Song by Alicia Keys featuring Eve

from the album Monster Mondays Vol. 1
- Released: December 27, 2010
- Recorded: 2010
- Genre: R&B, hip hop
- Length: 4:07
- Label: J
- Songwriters: Alicia Keys, Kassim Dean, Eve Jeffers
- Producer: Swizz Beatz

= Speechless (Alicia Keys song) =

"Speechless" is a song by American singer-songwriter Alicia Keys, featuring additional vocals from American rapper Eve. It was written by Keys, Eve and Swizz Beatz, and produced by the latter. It samples Kanye West’s 2010 song “Devil in a New Dress”. A dedication to her son Egypt, whom she gave birth to in October 2010, the freestyle collaboration was released as a holiday gift for Keys's fans on Beatz's Monster Mondays program on December 27, 2010. Swizz Beatz later included the song on his mixtape Monster Mondays Vol. 1 (2011). The song charted at number 71 on the US Billboard Hot R&B/Hip-Hop Songs chart in early 2011.

==Background==
On October 14, 2010, Keys gave birth to her first son Egypt Daoud Dean, in New York City.
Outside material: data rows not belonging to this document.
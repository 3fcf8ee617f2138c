use crate::engine::error::SceneError;
use crate::engine::picking::Ray;
use bevy::math::{Quat, Vec2, Vec3};
use constants::camera::{FAR_PLANE, NEAR_PLANE};

#[derive(Debug, Clone, Copy, PartialEq)]
pub struct CameraPose {
    pub position: Vec3,
    pub rotation: Quat,
}

impl CameraPose {
    pub fn forward(&self) -> Vec3 {
        self.rotation * Vec3::NEG_Z
    }
}

/// Perspective parameters tied to the current viewport size.
#[derive(Debug, Clone, Copy, PartialEq)]
pub struct Projection {
    /// Vertical field of view in radians.
    pub fov_y: f32,
    pub near: f32,
    pub far: f32,
    viewport: Vec2,
}

impl Projection {
    pub fn new(width: f32, height: f32, fov_degrees: f32) -> Result<Self, SceneError> {
        check_viewport(width, height)?;
        if !(fov_degrees > 0.0 && fov_degrees < 180.0) {
            return Err(SceneError::InvalidConfig(format!(
                "field of view {fov_degrees} out of range"
            )));
        }

        Ok(Self {
            fov_y: fov_degrees.to_radians(),
            near: NEAR_PLANE,
            far: FAR_PLANE,
            viewport: Vec2::new(width, height),
        })
    }

    /// Update the viewport. A zero-sized viewport (minimised window) is
    /// rejected and the previous size kept.
    pub fn resize(&mut self, width: f32, height: f32) -> Result<(), SceneError> {
        check_viewport(width, height)?;
        self.viewport = Vec2::new(width, height);
        Ok(())
    }

    pub fn viewport(&self) -> Vec2 {
        self.viewport
    }

    pub fn aspect(&self) -> f32 {
        self.viewport.x / self.viewport.y
    }

    /// Pixel position (origin top-left) to normalised device coordinates.
    pub fn pixel_to_ndc(&self, px: Vec2) -> Vec2 {
        Vec2::new(
            px.x / self.viewport.x * 2.0 - 1.0,
            -(px.y / self.viewport.y) * 2.0 + 1.0,
        )
    }

    pub fn ray_from_ndc(&self, ndc: Vec2, pose: &CameraPose) -> Option<Ray> {
        let half = (self.fov_y * 0.5).tan();
        let local = Vec3::new(ndc.x * half * self.aspect(), ndc.y * half, -1.0);
        Ray::new(pose.position, pose.rotation * local)
    }
}

fn check_viewport(width: f32, height: f32) -> Result<(), SceneError> {
    if width.is_finite() && height.is_finite() && width >= 1.0 && height >= 1.0 {
        Ok(())
    } else {
        Err(SceneError::InvalidViewport { width, height })
    }
}

#[cfg(test)]
mod tests {
    use super::*;

    #[test]
    fn rejects_empty_viewport() {
        assert!(matches!(
            Projection::new(0.0, 600.0, 75.0),
            Err(SceneError::InvalidViewport { .. })
        ));
        assert!(Projection::new(800.0, 600.0, 0.0).is_err());

        let mut p = Projection::new(800.0, 600.0, 75.0).unwrap();
        assert!(p.resize(0.0, 0.0).is_err());
        assert_eq!(p.viewport(), Vec2::new(800.0, 600.0));
    }

    #[test]
    fn ndc_corners() {
        let p = Projection::new(800.0, 600.0, 75.0).unwrap();
        assert_eq!(p.pixel_to_ndc(Vec2::ZERO), Vec2::new(-1.0, 1.0));
        assert_eq!(p.pixel_to_ndc(Vec2::new(800.0, 600.0)), Vec2::new(1.0, -1.0));
        assert_eq!(p.pixel_to_ndc(Vec2::new(400.0, 300.0)), Vec2::ZERO);
    }

    #[test]
    fn centre_ray_follows_camera_forward() {
        let p = Projection::new(1280.0, 720.0, 75.0).unwrap();
        let pose = CameraPose {
            position: Vec3::new(1.0, 2.0, 3.0),
            rotation: Quat::from_rotation_y(0.7),
        };
        let ray = p.ray_from_ndc(Vec2::ZERO, &pose).unwrap();
        assert_eq!(ray.origin, pose.position);
        assert!(ray.direction.abs_diff_eq(pose.forward(), 1e-5));
    }

    #[test]
    fn top_edge_ray_matches_fov() {
        let p = Projection::new(800.0, 800.0, 90.0).unwrap();
        let pose = CameraPose {
            position: Vec3::ZERO,
            rotation: Quat::IDENTITY,
        };
        let ray = p.ray_from_ndc(Vec2::new(0.0, 1.0), &pose).unwrap();
        // 45 degrees up from -Z.
        assert!((ray.direction.y - ray.direction.z.abs()).abs() < 1e-5);
    }
}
That month, the singer revealed on her official blog that motherhood and her son had inspired her to create a song in a post titled "I feel a song coming on." On December 27, 2010, Beatz debuted "Speechless" on his website as part of his Monster Mondays program. In a behind-the-scenes video which documented the recording process and was also posted on the site, Beatz said that the song would not be included on her upcoming album and it was just a fun little gift to Keys' fans. "This should be a treat for the fans [...] almost like a day in the life", he said. Keys noted on Twitter that "Speechless" was just "a little freestyle treat" for the holidays, writing "It’s not a new album, not a single, it's something special for you!”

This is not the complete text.